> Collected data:
*** Block opens ***

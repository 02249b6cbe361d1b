//! geocatalog - a catalog of geospatial datasets
//!
//! This library scans a directory of Shapefiles and GeoPackages, extracts
//! each dataset's layer name, spatial reference, geometry type, attribute
//! schema and distinct attribute values, and loads them into a SQLite
//! catalog. It can also reconcile the directory against an external
//! metadata inventory.
//!
//! # High-Level API
//!
//! ```ignore
//! use geocatalog::catalog::SqliteCatalog;
//! use geocatalog::ingest::CatalogLoader;
//!
//! let mut catalog = SqliteCatalog::open(&catalog_path)?;
//! let report = CatalogLoader::default().run(&data_dir, catalog.begin()?)?;
//! println!("{report}");
//! ```

pub mod catalog;
pub mod config;
pub mod discovery;
pub mod encoding;
pub mod geometry;
pub mod ingest;
pub mod logging;
pub mod reconcile;
pub mod schema;
pub mod source;
pub mod types;
pub mod values;

/// Version of the geocatalog library and CLI.
///
/// This is synchronized across all components in the workspace.
pub const VERSION: &str = env!("CARGO_PKG_VERSION");
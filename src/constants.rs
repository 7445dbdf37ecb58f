// Configuration file name
pub const CONFIG_FILENAME: &str = "coca.yaml";

// Project layout conventions, relative to the working directory
pub const PLUGIN_DIR: &str = "lib/plugin";
pub const PLUGIN_PREFIX: &str = "egg-coca-";
pub const DATABASE_CONFIG_PATH: &str = "database/config.json";
pub const RSA_DIR: &str = "config/rsa";
pub const MIGRATIONS_SUBDIR: &str = "migrations";

// RSA key file names
pub const RSA_PRIVATE_KEY_FILENAME: &str = "rsa_private_key.pem";
pub const RSA_PUBLIC_KEY_FILENAME: &str = "rsa_public_key.pem";
pub const RSA_KEY_BITS: u32 = 1024;

// External tools
pub const MIGRATION_PROGRAM: &str = "npx";
pub const MIGRATION_TOOL: &str = "sequelize";
pub const OPENSSL_PROGRAM: &str = "openssl";

// Migration tool actions
pub const MIGRATE_ACTION: &str = "db:migrate";
pub const GENERATE_ACTION: &str = "migration:generate";

// Option defaults
pub const DEFAULT_ENV: &str = "development";
pub const DEFAULT_SEEDERS_PATH: &str = "seeders";
pub const DEFAULT_MODELS_PATH: &str = "models";
pub const ENV_VAR: &str = "COCA_ENV";
pub mod add;
pub mod migrate;
pub mod plugins;
pub mod rsa;

// Re-export all command functions
pub use add::{AddArgs, cmd_add};
pub use migrate::{cmd_migrate, migration_plan};
pub use plugins::cmd_plugins;
pub use rsa::{cmd_rsa, rsa_invocations};
//! Absolute project paths derived from the working directory and configuration.

use crate::config::Config;
use crate::constants::{MIGRATIONS_SUBDIR, RSA_PRIVATE_KEY_FILENAME, RSA_PUBLIC_KEY_FILENAME};
use std::path::{Path, PathBuf};

#[derive(Debug, Clone, PartialEq)]
pub struct ProjectLayout {
    /// Directory every relative convention is resolved against
    pub root: PathBuf,
    pub plugin_dir: PathBuf,
    pub plugin_prefix: String,
    pub database_config: PathBuf,
    pub rsa_dir: PathBuf,
}

impl ProjectLayout {
    pub fn new(root: impl Into<PathBuf>, config: &Config) -> Self {
        let root = root.into();
        let directories = &config.directories;

        Self {
            plugin_dir: root.join(&directories.plugin_dir),
            plugin_prefix: directories.plugin_prefix.clone(),
            database_config: root.join(&directories.database_config),
            rsa_dir: root.join(&directories.rsa_dir),
            root,
        }
    }

    /// Layout using only the built-in conventions.
    pub fn with_defaults(root: impl Into<PathBuf>) -> Self {
        Self::new(root, &Config::default())
    }

    /// Resolve a user supplied path against the project root.
    pub fn resolve(&self, path: impl AsRef<Path>) -> PathBuf {
        self.root.join(path)
    }

    /// `<plugin dir>/<prefix><name>/migrations`, for plugins referenced by short name.
    pub fn prefixed_plugin_migrations(&self, plugin_name: &str) -> PathBuf {
        self.plugin_dir
            .join(format!("{}{}", self.plugin_prefix, plugin_name))
            .join(MIGRATIONS_SUBDIR)
    }

    pub fn rsa_private_key(&self) -> PathBuf {
        self.rsa_dir.join(RSA_PRIVATE_KEY_FILENAME)
    }

    pub fn rsa_public_key(&self) -> PathBuf {
        self.rsa_dir.join(RSA_PUBLIC_KEY_FILENAME)
    }
}
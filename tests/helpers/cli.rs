use crate::helpers::project::TestProject;
use assert_cmd::Command;
use std::fs;
use std::path::PathBuf;

/// Runs the coca binary inside a temporary project
pub struct CliTestHelper {
    pub project: TestProject,
    pub project_root: PathBuf,
}

impl CliTestHelper {
    pub fn new() -> Self {
        let project = TestProject::new();
        let project_root = project.root.clone();
        Self {
            project,
            project_root,
        }
    }

    /// Project without `lib/plugin`
    pub fn bare() -> Self {
        let project = TestProject::bare();
        let project_root = project.root.clone();
        Self {
            project,
            project_root,
        }
    }

    /// Command for the binary, run from the project root with a clean environment
    pub fn command(&self) -> Command {
        let mut cmd = Command::cargo_bin("coca").unwrap();
        cmd.current_dir(&self.project_root)
            .env_remove("COCA_ENV")
            .env_remove("RUST_LOG");
        cmd
    }

    pub fn write_config(&self, contents: &str) {
        fs::write(self.project_root.join("coca.yaml"), contents).expect("Failed to write config");
    }

    pub fn calls_log(&self) -> PathBuf {
        self.project_root.join("calls.log")
    }

    /// Lines recorded by the fake tool, one per invocation
    pub fn recorded_calls(&self) -> Vec<String> {
        fs::read_to_string(self.calls_log())
            .unwrap_or_default()
            .lines()
            .map(str::to_string)
            .collect()
    }

    /// Install a shell script standing in for the migration tool and openssl.
    ///
    /// The script records its arguments, fails with exit code 3 when any argument
    /// mentions `broken`, and otherwise prints `ran <first arg>`.
    #[cfg(unix)]
    pub fn install_fake_tool(&self) -> PathBuf {
        use std::os::unix::fs::PermissionsExt;

        let script = self.project_root.join("fake-tool.sh");
        let contents = format!(
            r#"#!/bin/sh
echo "$*" >> "{log}"
case "$*" in
  *broken*) echo "migration failed" >&2; exit 3 ;;
esac
echo "ran $1"
"#,
            log = self.calls_log().display()
        );
        fs::write(&script, contents).expect("Failed to write fake tool");
        let mut permissions = fs::metadata(&script).unwrap().permissions();
        permissions.set_mode(0o755);
        fs::set_permissions(&script, permissions).unwrap();

        self.write_config(&format!(
            r#"migration:
  program: {program}
  args: []
rsa:
  program: {program}
"#,
            program = script.display()
        ));

        script
    }
}
pub mod commands;
pub mod config;
pub mod constants;
pub mod error;
pub mod invocation;
pub mod layout;
pub mod plugin;
pub mod runner;

pub use error::CocaError;
use anyhow::{Context, Result};
use clap::{Parser, Subcommand};
use coca::CocaError;
use coca::commands::{self, AddArgs};
use coca::config::{self, ConfigBuilder, ConfigInput, EnvArgs};
use coca::invocation::{Composer, MigrationOptions};
use coca::layout::ProjectLayout;
use coca::runner::{DryRunExecutor, ProcessExecutor};
use dotenv::dotenv;
use std::ffi::OsString;
use std::path::PathBuf;
use tracing::{info, warn};
use tracing_subscriber::{EnvFilter, fmt};

/// Exit code used when a run is interrupted by a signal
const INTERRUPTED_EXIT_CODE: i32 = 130;

#[derive(Parser)]
#[command(author, version, about, long_about = None)]
struct Cli {
    /// Configuration file, relative to the working directory
    #[arg(long, default_value = coca::constants::CONFIG_FILENAME, global = true)]
    config_file: String,

    /// Enable verbose output (info level)
    #[arg(long, short = 'v', global = true)]
    verbose: bool,

    /// Suppress all non-essential output (error level only)
    #[arg(long, short = 'q', global = true)]
    quiet: bool,

    #[command(subcommand)]
    command: Commands,
}

#[derive(Parser, Debug)]
struct MigrateArgs {
    #[command(flatten)]
    env_args: EnvArgs,

    /// Print the commands instead of running them
    #[arg(long)]
    dry_run: bool,
}

#[derive(Subcommand)]
enum Commands {
    /// Generate an RSA keypair under config/rsa
    Rsa,

    /// Run migrations for every plugin, then for the project
    Migrate(MigrateArgs),

    /// Add a migration
    Add(AddArgs),

    /// List plugins and whether they carry migrations
    Plugins,
}

/// Rewrite the legacy `-ud` spelling of `--underscored`, which clap cannot
/// express as a short flag.
fn normalize_args(args: impl IntoIterator<Item = OsString>) -> Vec<OsString> {
    args.into_iter()
        .map(|arg| {
            if arg == "-ud" {
                OsString::from("--underscored")
            } else {
                arg
            }
        })
        .collect()
}

#[tokio::main]
async fn main() {
    dotenv().ok();
    let cli = Cli::parse_from(normalize_args(std::env::args_os()));
    initialize_logging(&cli);

    // The run future is dropped before exiting, which kills any running child
    let outcome = tokio::select! {
        result = run_main(cli) => Some(result),
        _ = wait_for_shutdown_signal() => None,
    };

    match outcome {
        Some(Ok(())) => {}
        Some(Err(e)) => {
            eprintln!("Error: {:#}", e);
            let code = e
                .downcast_ref::<CocaError>()
                .map(CocaError::exit_code)
                .unwrap_or(1);
            std::process::exit(code);
        }
        None => {
            warn!("Received shutdown signal, external command terminated");
            std::process::exit(INTERRUPTED_EXIT_CODE);
        }
    }
}

async fn wait_for_shutdown_signal() {
    use tokio::signal;

    let ctrl_c = async {
        signal::ctrl_c()
            .await
            .expect("failed to install Ctrl+C handler");
    };

    #[cfg(unix)]
    let terminate = async {
        signal::unix::signal(signal::unix::SignalKind::terminate())
            .expect("failed to install signal handler")
            .recv()
            .await;
    };

    #[cfg(not(unix))]
    let terminate = std::future::pending::<()>();

    tokio::select! {
        _ = ctrl_c => {},
        _ = terminate => {},
    }
}

fn initialize_logging(cli: &Cli) {
    let level = if cli.verbose {
        "info"
    } else if cli.quiet {
        "error"
    } else {
        "warn" // default level
    };

    let filter = if std::env::var("RUST_LOG").is_ok() {
        EnvFilter::from_default_env()
    } else {
        EnvFilter::new(level)
    };

    // stdout is reserved for relayed tool output
    fmt()
        .with_env_filter(filter)
        .with_target(false)
        .with_writer(std::io::stderr)
        .init();
}

fn cli_env(env_args: &EnvArgs) -> ConfigInput {
    ConfigInput {
        directories: None,
        migration: Some(env_args.clone().into()),
        rsa: None,
    }
}

async fn run_main(cli: Cli) -> Result<()> {
    let working_dir: PathBuf =
        std::env::current_dir().context("Failed to determine the working directory")?;
    info!("Working directory: {}", working_dir.display());

    let file_config = config::load_config(&working_dir, &cli.config_file)?;

    match cli.command {
        Commands::Rsa => {
            let config = ConfigBuilder::new().with_file(file_config).resolve()?;
            let layout = ProjectLayout::new(&working_dir, &config);

            info!("Generating RSA keypair");
            commands::cmd_rsa(&config.rsa, &layout, &ProcessExecutor::new(&working_dir)).await
        }
        Commands::Migrate(args) => {
            let config = ConfigBuilder::new()
                .with_file(file_config)
                .with_cli_args(cli_env(&args.env_args))
                .resolve()?;
            let composer = Composer::new(
                ProjectLayout::new(&working_dir, &config),
                &config.migration,
            );
            let options = MigrationOptions::for_env(config.migration.env.clone());

            if args.dry_run {
                commands::cmd_migrate(&composer, &options, &DryRunExecutor).await
            } else {
                commands::cmd_migrate(&composer, &options, &ProcessExecutor::new(&working_dir))
                    .await
            }
        }
        Commands::Add(args) => {
            let config = ConfigBuilder::new()
                .with_file(file_config)
                .with_cli_args(cli_env(&args.env_args))
                .resolve()?;
            let composer = Composer::new(
                ProjectLayout::new(&working_dir, &config),
                &config.migration,
            );
            let dry_run = args.dry_run;
            let options = args.into_options(config.migration.env.clone());

            if dry_run {
                commands::cmd_add(&composer, &options, &DryRunExecutor).await
            } else {
                commands::cmd_add(&composer, &options, &ProcessExecutor::new(&working_dir)).await
            }
        }
        Commands::Plugins => {
            let config = ConfigBuilder::new().with_file(file_config).resolve()?;
            commands::cmd_plugins(&ProjectLayout::new(&working_dir, &config))
        }
    }
}
use coca::invocation::Invocation;

/// Flag lookups over a composed invocation's arguments.
pub trait InvocationExt {
    /// The `--flag` tokens, in emission order.
    fn flags(&self) -> Vec<&str>;

    /// Value of `--name=value`, if the flag is present.
    fn flag_value(&self, name: &str) -> Option<&str>;
}

impl InvocationExt for Invocation {
    fn flags(&self) -> Vec<&str> {
        self.args
            .iter()
            .map(String::as_str)
            .filter(|arg| arg.starts_with("--"))
            .collect()
    }

    fn flag_value(&self, name: &str) -> Option<&str> {
        let prefix = format!("--{}=", name);
        self.args
            .iter()
            .find_map(|arg| arg.strip_prefix(prefix.as_str()))
    }
}
pub mod cli;
pub mod invocation;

*** Block closes ***

> Required work:
As the answer, set down only the lines from the data above between the one holding "use std::fs;" and the one holding "and otherwise prints", inclusive, exactly as they read.

> Your response:
use std::fs;
use std::path::PathBuf;

/// Runs the coca binary inside a temporary project
pub struct CliTestHelper {
    pub project: TestProject,
    pub project_root: PathBuf,
}

impl CliTestHelper {
    pub fn new() -> Self {
        let project = TestProject::new();
        let project_root = project.root.clone();
        Self {
            project,
            project_root,
        }
    }

    /// Project without `lib/plugin`
    pub fn bare() -> Self {
        let project = TestProject::bare();
        let project_root = project.root.clone();
        Self {
            project,
            project_root,
        }
    }

    /// Command for the binary, run from the project root with a clean environment
    pub fn command(&self) -> Command {
        let mut cmd = Command::cargo_bin("coca").unwrap();
        cmd.current_dir(&self.project_root)
            .env_remove("COCA_ENV")
            .env_remove("RUST_LOG");
        cmd
    }

    pub fn write_config(&self, contents: &str) {
        fs::write(self.project_root.join("coca.yaml"), contents).expect("Failed to write config");
    }

    pub fn calls_log(&self) -> PathBuf {
        self.project_root.join("calls.log")
    }

    /// Lines recorded by the fake tool, one per invocation
    pub fn recorded_calls(&self) -> Vec<String> {
        fs::read_to_string(self.calls_log())
            .unwrap_or_default()
            .lines()
            .map(str::to_string)
            .collect()
    }

    /// Install a shell script standing in for the migration tool and openssl.
    ///
    /// The script records its arguments, fails with exit code 3 when any argument
    /// mentions `broken`, and otherwise prints `ran <first arg>`.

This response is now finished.